Il est indéniable que la culture contemporaine prodigue au corps une attention énorme et, à certains égards, excessive; mais ce n’est pas le type d’attention que l’on souhaite promouvoir dans ce livre. Les sociologues et les critiques féministes ont montré comment les formes dominantes sous lesquelles notre culture intensifie l’attention au corps servent largement à maximiser les profits (des énormes industries des cosmétiques, des régimes, de la mode, et de l’apparence corporelle en général), tout en renforçant la domination sociale et en inculquant l’aversion de soi à une multitude.
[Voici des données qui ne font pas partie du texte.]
impl Netrc {
    pub fn new() -> Self {
        Self::default()
    }

    pub fn add_authenticator(&mut self, authenticator: NetrcAuthenticator) {
        self.authenticators.push(authenticator);
    }

    /// Parse netrc text. `macdef` bodies are skipped, `account` is ignored.
    pub fn parse(text: &str) -> Result<Self> {
        let mut netrc = Netrc::new();
        let mut current: Option<NetrcAuthenticator> = None;
        let mut lines = text.lines();

        while let Some(line) = lines.next() {
            let mut tokens = line.split_whitespace();
            while let Some(token) = tokens.next() {
                match token {
                    "machine" | "default" => {
                        if let Some(done) = current.take() {
                            netrc.add_authenticator(done);
                        }
                        let machine = if token == "machine" {
                            Some(Self::expect_value(&mut tokens, "machine")?)
                        } else {
                            None
                        };
                        current = Some(NetrcAuthenticator {
                            machine,
                            login: String::new(),
                            password: String::new(),
                        });
                    }
                    "login" | "password" | "account" => {
                        let value = Self::expect_value(&mut tokens, token)?;
                        let Some(entry) = current.as_mut() else {
                            return Err(EngineError::invalid_input(
                                "netrc",
                                format!("'{}' outside of a machine entry", token),
                            ));
                        };
                        match token {
                            "login" => entry.login = value,
                            "password" => entry.password = value,
                            _ => {}
                        }
                    }
                    "macdef" => {
                        // Body runs until the next blank line
                        for body in lines.by_ref() {
                            if body.trim().is_empty() {
                                break;
                            }
                        }
                        break;
                    }
                    other => {
                        return Err(EngineError::invalid_input(
                            "netrc",
                            format!("Unexpected token '{}'", other),
                        ));
                    }
                }
            }
        }
        if let Some(done) = current.take() {
            netrc.add_authenticator(done);
        }
        Ok(netrc)
    }

    fn expect_value<'a>(tokens: &mut impl Iterator<Item = &'a str>, key: &str) -> Result<String> {
        tokens
            .next()
            .map(str::to_string)
            .ok_or_else(|| EngineError::invalid_input("netrc", format!("Missing value for '{}'", key)))
    }

    /// Entry for `host`, falling back to `default` unless `ignore_default`
    pub fn find_authenticator(&self, host: &str, ignore_default: bool) -> Option<&NetrcAuthenticator> {
        self.authenticators
            .iter()
            .find(|a| a.machine.as_deref() == Some(host))
            .or_else(|| {
                if ignore_default {
                    None
                } else {
                    self.authenticators.iter().find(|a| a.machine.is_none())
                }
            })
    }
}

/// Chain of credential sources for one protocol
#[derive(Debug)]
struct AuthResolver<'a> {
    netrc: Option<&'a Netrc>,
    ignore_default: bool,
    user_defined: Option<AuthConfig>,
    default: Option<AuthConfig>,
}

impl AuthResolver<'_> {
    fn resolve(&self, host: &str) -> Option<AuthConfig> {
        if let Some(ac) = &self.user_defined {
            return Some(ac.clone());
        }
        if let Some(netrc) = self.netrc {
            if let Some(found) = netrc.find_authenticator(host, self.ignore_default) {
                return AuthConfig::new(found.login.clone(), found.password.clone());
            }
        }
        self.default.clone()
    }
}

/// Credentials remembered for a (host, port, path) prefix
#[derive(Debug, Clone, PartialEq, Eq)]
pub struct BasicCred {
    pub user: String,
    pub password: String,
    pub host: String,
    pub port: u16,
    /// Always ends in "/"
    pub path: String,
    pub activated: bool,
}

impl BasicCred {
    pub fn new(
        user: impl Into<String>,
        password: impl Into<String>,
        host: impl Into<String>,
        port: u16,
        path: impl Into<String>,
        activated: bool,
    ) -> Self {
        let key = CredKey::new(host.into(), port, path.into());
        Self {
            user: user.into(),
            password: password.into(),
            host: key.host,
            port: key.port,
            path: key.path,
            activated,
        }
    }

    fn key(&self) -> CredKey {
        CredKey {
            host: self.host.clone(),
            port: self.port,
            path: self.path.clone(),
        }
    }
}

/// Ordered by host, then port, then path descending, so that for one
/// host and port the longest path comes first
#[derive(Debug, Clone, PartialEq, Eq)]
struct CredKey {
    host: String,
    port: u16,
    path: String,
}

impl CredKey {
    fn new(host: String, port: u16, mut path: String) -> Self {
        if !path.ends_with('/') {
            path.push('/');
        }
        Self { host, port, path }
    }
}

impl Ord for CredKey {
    fn cmp(&self, other: &Self) -> Ordering {
        self.host
            .cmp(&other.host)
            .then(self.port.cmp(&other.port))
            .then(other.path.cmp(&self.path))
    }
}

impl PartialOrd for CredKey {
    fn partial_cmp(&self, other: &Self) -> Option<Ordering> {
        Some(self.cmp(other))
    }
}

#[derive(Debug, Clone)]
struct CredValue {
    user: String,
    password: String,
    activated: bool,
}

/// Resolves credentials and caches HTTP Basic credentials
#[derive(Debug, Default)]
pub struct AuthConfigFactory {
    netrc: Option<Netrc>,
    basic_creds: BTreeMap<CredKey, CredValue>,
}

impl AuthConfigFactory {
    pub fn new() -> Self {
        Self::default()
    }

    pub fn set_netrc(&mut self, netrc: Netrc) {
        self.netrc = Some(netrc);
    }

    /// Credentials to send with `request`, if any
    pub fn create_auth_config(
        &mut self,
        request: &CredentialRequest,
        options: &AuthOptions,
    ) -> Option<AuthConfig> {
        match request.protocol.as_str() {
            "http" | "https" => {
                if options.http_auth_challenge {
                    if !request.username.is_empty() {
                        self.update_basic_cred(BasicCred::new(
                            request.username.clone(),
                            request.password_or_empty(),
                            request.host.clone(),
                            request.port,
                            request.dir.clone(),
                            true,
                        ));
                        return AuthConfig::new(request.username.clone(), request.password_or_empty());
                    }
                    let cred = self.find_basic_cred(&request.host, request.port, &request.dir)?;
                    return AuthConfig::new(cred.user, cred.password);
                }
                if !request.username.is_empty() {
                    return AuthConfig::new(request.username.clone(), request.password_or_empty());
                }
                self.http_auth_resolver(options).resolve(&request.host)
            }
            "ftp" => {
                if request.username.is_empty() {
                    return self.ftp_auth_resolver(options).resolve(&request.host);
                }
                if request.has_password() {
                    return AuthConfig::new(request.username.clone(), request.password_or_empty());
                }
                if !options.no_netrc {
                    let resolver = AuthResolver {
                        netrc: self.netrc.as_ref(),
                        ignore_default: false,
                        user_defined: None,
                        default: None,
                    };
                    if let Some(ac) = resolver.resolve(&request.host) {
                        if ac.user == request.username {
                            return Some(ac);
                        }
                    }
                }
                AuthConfig::new(request.username.clone(), options.ftp_passwd.clone())
            }
            other => {
                debug!("No credentials for protocol {}", other);
                None
            }
        }
    }

    fn http_auth_resolver(&self, options: &AuthOptions) -> AuthResolver<'_> {
        AuthResolver {
            netrc: if options.no_netrc {
                None
            } else {
                self.netrc.as_ref()
            },
            ignore_default: true,
            user_defined: AuthConfig::new(options.http_user.clone(), options.http_passwd.clone()),
            default: None,
        }
    }

    fn ftp_auth_resolver(&self, options: &AuthOptions) -> AuthResolver<'_> {
        AuthResolver {
            netrc: if options.no_netrc {
                None
            } else {
                self.netrc.as_ref()
            },
            ignore_default: false,
            user_defined: AuthConfig::new(options.ftp_user.clone(), options.ftp_passwd.clone()),
            default: AuthConfig::new(AUTH_DEFAULT_USER, AUTH_DEFAULT_PASSWD),
        }
    }

    /// Insert `cred`, replacing an entry with the same key in place
    pub fn update_basic_cred(&mut self, cred: BasicCred) {
        let value = CredValue {
            user: cred.user.clone(),
            password: cred.password.clone(),
            activated: cred.activated,
        };
        self.basic_creds.insert(cred.key(), value);
    }

    /// Closest cached entry whose path is a prefix of `path`
    pub fn find_basic_cred(&self, host: &str, port: u16, path: &str) -> Option<BasicCred> {
        let probe = CredKey::new(host.to_string(), port, path.to_string());
        self.basic_creds
            .range(probe.clone()..)
            .take_while(|(k, _)| k.host == probe.host && k.port == probe.port)
            .find(|(k, _)| probe.path.starts_with(&k.path))
            .map(|(k, v)| BasicCred {
                user: v.user.clone(),
                password: v.password.clone(),
                host: k.host.clone(),
                port: k.port,
                path: k.path.clone(),
                activated: v.activated,
            })
    }

    /// Activate the matching cached entry, or resolve and cache a new one.
    /// Returns whether a credential is now active.
    pub fn activate_basic_cred(
        &mut self,
        host: &str,
        port: u16,
        path: &str,
        options: &AuthOptions,
    ) -> bool {
        let probe = CredKey::new(host.to_string(), port, path.to_string());
        let existing = self
            .basic_creds
            .range_mut(probe.clone()..)
            .take_while(|(k, _)| k.host == probe.host && k.port == probe.port)
            .find(|(k, _)| probe.path.starts_with(&k.path));
        if let Some((_, value)) = existing {
            value.activated = true;
            return true;
        }

        let Some(ac) = self.http_auth_resolver(options).resolve(host) else {
            return false;
        };
        self.update_basic_cred(BasicCred::new(ac.user, ac.password, host, port, path, true));
        true
    }

    pub fn num_basic_creds(&self) -> usize {
        self.basic_creds.len()
    }
}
Une apparence corporelle idéale impossible à atteindre pour la plupart d’entre nous se voit perversement ériger en norme nécessaire, condamnant ainsi des portions immenses de la population à éprouver un sentiment opprimant d’inadéquation qui les incite à acheter les remèdes en vente sur le marché. Non seulement ces idéaux implacablement martelés nous détournent de nos sentiments, plaisirs et capacités corporels, mais il nous empêchent de voir la diversité des méthodes qui nous permettraient d’améliorer notre expérience incarnée. C’est que, dans notre culture, la conscience de soi somatique est excessivement dirigée vers une conscience de l’apparaître du corps aux autres, et qu’elle se fonde sur de profondes normes sociétales de l’apparence attirante qui nous imposent de suivre ces modèles conventionnels pour nous rendre attirants, et qui appauvrissent notre capacité à apprécier la diversité esthétique de corps différents du nôtre. Nous n’accordons presque aucune attention à l’examen et à l’affinement de la conscience de nos sentiments et actions corporels effectifs; et pourtant ceux-ci nous permettraient de mieux nous connaître et de développer une conscience de soi somatique plus perceptive qui nous guiderait vers un meilleur usage de nous-mêmes.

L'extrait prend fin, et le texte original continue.